2. The intelligent risk early warning method based on multi-source data fusion as described in claim 1, characterized in that, The process of constructing a training set based on historical risk warning data, and then constructing a target separating hyperplane based on the training set according to a preset classification rule to obtain a positive sample set and a negative sample set, includes: A training set was constructed based on historical risk warning data; A minority feature set is obtained based on the training set, and nearest neighbor data is obtained based on the minority feature set and a preset similarity calculation method. An optimized training set is obtained based on the nearest neighbor data and a preset synthetic minority class oversampling method; Based on the preset classification rules of the optimized training set, a target separating hyperplane is constructed to obtain positive and negative sample sets.

3. The intelligent risk early warning method based on multi-source data fusion as described in claim 1, characterized in that, The optimization and correction of the three-dimensional early warning cloud map based on the posterior probability distribution and a preset posterior probability principle to obtain an improved prediction model includes: An initial prediction model is constructed based on the aforementioned three-dimensional early warning cloud map; Based on the initial prediction model, a training prediction model is obtained using a preset hierarchical cross-validation method and a preset network search method; The improved prediction model is obtained by optimizing and correcting the posterior probability distribution, the preset posterior probability principle, and the trained prediction model.

4. The intelligent risk early warning method based on multi-source data fusion as described in claim 1, characterized in that, The method of obtaining the first level of trust based on traditional evidence theory and the first type of high-conflict evidence includes: Based on traditional evidence theory and the first type of high-conflict evidence, the degree of conflict and difference is obtained; Based on the conflict degree and the difference degree, an improved conflict factor is obtained according to a preset conflict improvement method, and a first trust degree is obtained based on the improved conflict factor and the initial trust degree.
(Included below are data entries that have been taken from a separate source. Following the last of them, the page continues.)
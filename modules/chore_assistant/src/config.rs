use serde::{Deserialize, Serialize};

/// Configuration for the chore_assistant module
#[derive(Debug, Clone, Serialize, Deserialize)]
#[serde(deny_unknown_fields)]
pub struct ChoreAssistantConfig {
    #[serde(default = "default_true")]
    pub enabled: bool,
    /// OpenAI-compatible API root; `/chat/completions` is appended.
    #[serde(default = "default_base_url")]
    pub base_url: String,
    #[serde(default = "default_model")]
    pub model: String,
    /// Name of the environment variable holding the API key.
    #[serde(default = "default_api_key_env")]
    pub api_key_env: String,
    #[serde(default = "default_max_tokens")]
    pub max_tokens: u32,
    /// Messages kept per session.
    #[serde(default = "default_history_limit")]
    pub history_limit: usize,
    #[serde(default = "default_max_tool_rounds")]
    pub max_tool_rounds: usize,
    #[serde(default = "default_request_timeout_secs")]
    pub request_timeout_secs: u64,
}

impl Default for ChoreAssistantConfig {
    fn default() -> Self {
        Self {
            enabled: true,
            base_url: default_base_url(),
            model: default_model(),
            api_key_env: default_api_key_env(),
            max_tokens: default_max_tokens(),
            history_limit: default_history_limit(),
            max_tool_rounds: default_max_tool_rounds(),
            request_timeout_secs: default_request_timeout_secs(),
        }
    }
}

fn default_true() -> bool {
    true
}

fn default_base_url() -> String {
    "https://api.openai.com/v1".to_string()
}

fn default_model() -> String {
    "gpt-4o-mini".to_string()
}

fn default_api_key_env() -> String {
    "OPENAI_API_KEY".to_string()
}

fn default_max_tokens() -> u32 {
    1024
}

fn default_history_limit() -> usize {
    20
}

fn default_max_tool_rounds() -> usize {
    5
}

fn default_request_timeout_secs() -> u64 {
    60
}
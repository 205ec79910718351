pub mod entity;
pub mod mapper;
pub mod migrations;
pub mod sea_orm_repo;

pub use sea_orm_repo::SeaOrmChoresRepository;
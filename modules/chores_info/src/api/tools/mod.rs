//! Tool-calling surface: the CRUD operations as named, schema-typed functions
//! for conversational agents.

pub mod dto;
pub mod handlers;
pub mod registry;

pub use registry::{ChoreTool, ToolDefinition, ToolError, ToolRegistry};
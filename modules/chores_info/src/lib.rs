// === PUBLIC CONTRACT ===
// Other modules (the assistant, the server) consume only the contract.
pub mod contract;
pub use contract::{client, error, model};

// === ERROR CATALOG ===
pub mod errors;

// === MODULE DEFINITION ===
pub mod module;
pub use module::ChoresInfo;

// === INTERNAL MODULES ===
// Exposed for integration tests; not a stable API.
#[doc(hidden)]
pub mod api;
#[doc(hidden)]
pub mod config;
#[doc(hidden)]
pub mod domain;
#[doc(hidden)]
pub mod gateways;
#[doc(hidden)]
pub mod infra;
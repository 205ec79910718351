use anyhow::{anyhow, Context, Result};
use sea_orm::{ConnectOptions, Database, DatabaseConnection};
use std::path::{Path, PathBuf};
use std::time::Duration;
use url::Url;

use crate::config::DatabaseConfig;

const MEMORY_DSN: &str = "sqlite::memory:";

#[derive(Debug, Clone, Copy, PartialEq, Eq)]
pub enum DbBackend {
    Sqlite,
}

/// Only SQLite is compiled in; other schemes are rejected up front.
pub fn detect_backend(dsn: &str) -> Result<DbBackend> {
    let raw = dsn.trim();
    if raw.is_empty() {
        return Err(anyhow!("database URL not configured"));
    }
    if raw.eq_ignore_ascii_case(MEMORY_DSN) {
        return Ok(DbBackend::Sqlite);
    }
    let url = Url::parse(raw).map_err(|e| anyhow!("invalid database DSN '{raw}': {e}"))?;
    match url.scheme() {
        "sqlite" | "sqlite3" => Ok(DbBackend::Sqlite),
        other => Err(anyhow!("unsupported database type: {other}")),
    }
}

/// Rewrite a file-backed sqlite DSN so its path is absolute under `base_dir`.
///
/// In-memory DSNs are returned as `sqlite::memory:`. Backslashes become forward
/// slashes and the query string is preserved.
pub fn absolutize_sqlite_dsn(dsn: &str, base_dir: &Path, create_dirs: bool) -> Result<String> {
    if dsn.eq_ignore_ascii_case(MEMORY_DSN) || dsn.eq_ignore_ascii_case("sqlite://:memory:") {
        return Ok(MEMORY_DSN.to_string());
    }
    let db_path = dsn
        .strip_prefix("sqlite://")
        .ok_or_else(|| anyhow!("DSN must start with sqlite:// (got: {dsn})"))?;

    let (path_str, query) = match db_path.split_once('?') {
        Some((p, q)) => (p, Some(q)),
        None => (db_path, None),
    };

    let mut p = PathBuf::from(path_str);
    if p.as_os_str().is_empty() {
        return Err(anyhow!("empty SQLite path in DSN"));
    }
    if p.is_relative() {
        p = base_dir.join(p);
    }
    if create_dirs {
        if let Some(dir) = p.parent() {
            std::fs::create_dir_all(dir)
                .with_context(|| format!("cannot create database dir {}", dir.display()))?;
        }
    }

    let mut out = String::from("sqlite://");
    out.push_str(&p.to_string_lossy().replace('\\', "/"));
    if let Some(q) = query {
        out.push('?');
        out.push_str(q);
    }
    Ok(out)
}

/// Open the pool described by `cfg` with foreign keys enforced.
pub async fn connect_database(cfg: &DatabaseConfig, base_dir: &Path) -> Result<DatabaseConnection> {
    detect_backend(&cfg.url)?;
    let dsn = absolutize_sqlite_dsn(cfg.url.trim(), base_dir, true)?;
    let in_memory = dsn == MEMORY_DSN;

    let mut opts = ConnectOptions::new(dsn.clone());
    // Every pooled connection to sqlite::memory: would see its own empty database.
    let max_conns = if in_memory { 1 } else { cfg.max_conns.unwrap_or(5).max(1) };
    opts.max_connections(max_conns)
        .min_connections(1)
        .acquire_timeout(Duration::from_secs(5))
        .sqlx_logging(false);

    let busy = Duration::from_millis(u64::from(cfg.busy_timeout_ms.unwrap_or(5000)));
    opts.map_sqlx_sqlite_opts(move |o| o.foreign_keys(true).busy_timeout(busy));

    tracing::info!(dsn = %dsn, max_conns, "connecting to database");
    Database::connect(opts)
        .await
        .with_context(|| format!("failed to connect to {dsn}"))
}

#[cfg(test)]
mod tests {
    use super::*;
    use tempfile::tempdir;

    #[test]
    fn memory_dsn_is_kept() {
        let base = Path::new("/tmp");
        assert_eq!(absolutize_sqlite_dsn("sqlite::memory:", base, false).unwrap(), MEMORY_DSN);
        assert_eq!(absolutize_sqlite_dsn("sqlite://:memory:", base, false).unwrap(), MEMORY_DSN);
    }

    #[test]
    fn relative_path_is_joined_and_query_preserved() {
        let tmp = tempdir().unwrap();
        let out =
            absolutize_sqlite_dsn("sqlite://database/chores.db?mode=rwc", tmp.path(), true).unwrap();
        assert!(out.starts_with("sqlite://"));
        assert!(out.ends_with("database/chores.db?mode=rwc"));
        assert!(tmp.path().join("database").is_dir());
    }

    #[test]
    fn non_sqlite_prefix_is_rejected() {
        assert!(absolutize_sqlite_dsn("postgres://x/y", Path::new("/"), false).is_err());
        assert!(absolutize_sqlite_dsn("sqlite://", Path::new("/"), false).is_err());
    }

    #[test]
    fn backend_detection() {
        assert_eq!(detect_backend("sqlite://a.db").unwrap(), DbBackend::Sqlite);
        assert_eq!(detect_backend("sqlite::memory:").unwrap(), DbBackend::Sqlite);
        assert!(detect_backend("").is_err());
        assert!(detect_backend("mysql://localhost/db").is_err());
    }

    #[tokio::test]
    async fn connects_to_in_memory_database() {
        let cfg = DatabaseConfig {
            url: "sqlite::memory:".into(),
            max_conns: Some(4),
            busy_timeout_ms: None,
        };
        let db = connect_database(&cfg, Path::new(".")).await.unwrap();
        db.ping().await.unwrap();
    }
}
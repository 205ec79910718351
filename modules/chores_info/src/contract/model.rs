//! Transport-agnostic models shared by every surface of the module.

use chrono::{NaiveDate, NaiveTime};

#[derive(Debug, Clone, PartialEq, Eq)]
pub struct User {
    pub id: i64,
    pub name: String,
    pub color: String,
}

#[derive(Debug, Clone, PartialEq, Eq)]
pub struct Chore {
    pub id: i64,
    pub description: String,
    pub date: NaiveDate,
    pub time: Option<NaiveTime>,
    pub user_id: i64,
}

/// A user together with the number of chores they own.
#[derive(Debug, Clone, PartialEq, Eq)]
pub struct UserSummary {
    pub user: User,
    pub chore_count: u64,
}

/// A chore together with its owner's current name.
#[derive(Debug, Clone, PartialEq, Eq)]
pub struct ChoreView {
    pub chore: Chore,
    pub user_name: String,
}

/// Input for creating a user. `color` falls back to the configured default
/// when absent or blank.
#[derive(Debug, Clone, Default)]
pub struct NewUser {
    pub name: String,
    pub color: Option<String>,
}

/// Partial update; blank strings count as "not provided".
#[derive(Debug, Clone, Default)]
pub struct UserPatch {
    pub name: Option<String>,
    pub color: Option<String>,
}

/// Input for creating a chore.
///
/// Date and time stay textual here so every caller gets the same parsing and
/// the same format errors: a missing or blank date means today, a missing or
/// blank time means "no time".
#[derive(Debug, Clone, Default)]
pub struct NewChore {
    pub description: String,
    pub date: Option<String>,
    pub time: Option<String>,
    pub user_id: Option<i64>,
}

#[derive(Debug, Clone, Default)]
pub struct ChorePatch {
    pub description: Option<String>,
    pub date: Option<String>,
    pub time: Option<String>,
    pub user_id: Option<i64>,
}

#[derive(Debug, Clone, Copy, PartialEq, Eq)]
pub enum ChoreFilter {
    All,
    OnDate(NaiveDate),
    ForUser {
        user_id: i64,
        date: Option<NaiveDate>,
    },
}

/// Result of a gated delete. Without confirmation nothing is mutated.
#[derive(Debug, Clone, PartialEq, Eq)]
pub enum DeleteOutcome {
    ConfirmationRequired { message: String },
    Deleted { cascaded: u64 },
}

impl DeleteOutcome {
    pub fn is_deleted(&self) -> bool {
        matches!(self, DeleteOutcome::Deleted { .. })
    }
}
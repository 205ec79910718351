use sea_orm_migration::prelude::*;

#[derive(DeriveMigrationName)]
pub struct Migration;

#[derive(DeriveIden)]
enum Users {
    Table,
    Id,
    Name,
    Color,
}

#[derive(DeriveIden)]
enum Chores {
    Table,
    Id,
    Description,
    Date,
    Time,
    UserId,
}

#[async_trait::async_trait]
impl MigrationTrait for Migration {
    async fn up(&self, manager: &SchemaManager) -> Result<(), DbErr> {
        manager
            .create_table(
                Table::create()
                    .table(Users::Table)
                    .if_not_exists()
                    .col(
                        ColumnDef::new(Users::Id)
                            .integer()
                            .not_null()
                            .auto_increment()
                            .primary_key(),
                    )
                    .col(ColumnDef::new(Users::Name).string().not_null())
                    .col(ColumnDef::new(Users::Color).string().not_null())
                    .to_owned(),
            )
            .await?;

        manager
            .create_table(
                Table::create()
                    .table(Chores::Table)
                    .if_not_exists()
                    .col(
                        ColumnDef::new(Chores::Id)
                            .integer()
                            .not_null()
                            .auto_increment()
                            .primary_key(),
                    )
                    .col(ColumnDef::new(Chores::Description).string().not_null())
                    .col(ColumnDef::new(Chores::Date).date().not_null())
                    .col(ColumnDef::new(Chores::Time).time().null())
                    .col(ColumnDef::new(Chores::UserId).integer().not_null())
                    .foreign_key(
                        ForeignKey::create()
                            .name("fk_chores_user")
                            .from(Chores::Table, Chores::UserId)
                            .to(Users::Table, Users::Id)
                            .on_delete(ForeignKeyAction::Cascade),
                    )
                    .to_owned(),
            )
            .await?;

        manager
            .create_index(
                Index::create()
                    .name("idx_chores_date")
                    .table(Chores::Table)
                    .col(Chores::Date)
                    .if_not_exists()
                    .to_owned(),
            )
            .await?;

        manager
            .create_index(
                Index::create()
                    .name("idx_chores_user_date")
                    .table(Chores::Table)
                    .col(Chores::UserId)
                    .col(Chores::Date)
                    .if_not_exists()
                    .to_owned(),
            )
            .await
    }

    async fn down(&self, manager: &SchemaManager) -> Result<(), DbErr> {
        manager
            .drop_table(Table::drop().table(Chores::Table).to_owned())
            .await?;
        manager
            .drop_table(Table::drop().table(Users::Table).to_owned())
            .await
    }
}
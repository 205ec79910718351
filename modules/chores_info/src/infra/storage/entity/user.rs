use sea_orm::entity::prelude::*;

#[derive(Clone, Debug, PartialEq, Eq, DeriveEntityModel)]
#[sea_orm(table_name = "users")]
pub struct Model {
    #[sea_orm(primary_key)]
    pub id: i64,
    pub name: String,
    pub color: String,
}

#[derive(Copy, Clone, Debug, EnumIter, DeriveRelation)]
pub enum Relation {
    #[sea_orm(has_many = "super::chore::Entity")]
    Chore,
}

impl Related<super::chore::Entity> for Entity {
    fn to() -> RelationDef {
        Relation::Chore.def()
    }
}

impl ActiveModelBehavior for ActiveModel {}
//! Error catalog for the assistant REST surface.

use modkit::api::ErrDef;

pub const ASSISTANT_NOT_CONFIGURED: ErrDef = ErrDef::new(
    503,
    "Assistant Not Configured",
    "ASSISTANT_NOT_CONFIGURED",
    "https://errors.chores.local/ASSISTANT_NOT_CONFIGURED",
);
pub const PROVIDER_FAILED: ErrDef = ErrDef::new(
    502,
    "Chat Provider Failed",
    "ASSISTANT_PROVIDER_FAILED",
    "https://errors.chores.local/ASSISTANT_PROVIDER_FAILED",
);
use serde::{Deserialize, Serialize};
use utoipa::ToSchema;

/// Chat request. Both fields are optional on the wire; a blank message is rejected.
#[derive(Debug, Clone, Default, Deserialize, ToSchema)]
#[serde(rename_all = "camelCase", default)]
pub struct ChatRequest {
    /// Conversation id; omitted ids share the `default` session.
    pub session_id: Option<String>,
    pub message: Option<String>,
}

#[derive(Debug, Clone, Serialize, Deserialize, ToSchema)]
pub struct ChatResponse {
    pub response: String,
}

impl ChatResponse {
    pub fn new(response: impl Into<String>) -> Self {
        Self {
            response: response.into(),
        }
    }
}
5. The intelligent risk early warning method based on multi-source data fusion as described in claim 1, characterized in that, The step of obtaining a target trust level based on the first trust level, the second type of high-conflict evidence, and an improved evidence fusion method, and then obtaining a risk warning result based on the target trust level, includes: The comprehensive conflict factor is obtained based on the first level of trust. Dynamic high conflict and dynamic low conflict are obtained based on the preset conflict perception threshold and the comprehensive conflict factor. The first corrected data is obtained by performing a weighted average based on the dynamic high-conflict and preset weighted average rules. The second corrected data is obtained based on the dynamic low-conflict and improved evidence fusion method described above; The target trust level is obtained based on the first and second corrected data, and the risk warning result is obtained based on the target trust level.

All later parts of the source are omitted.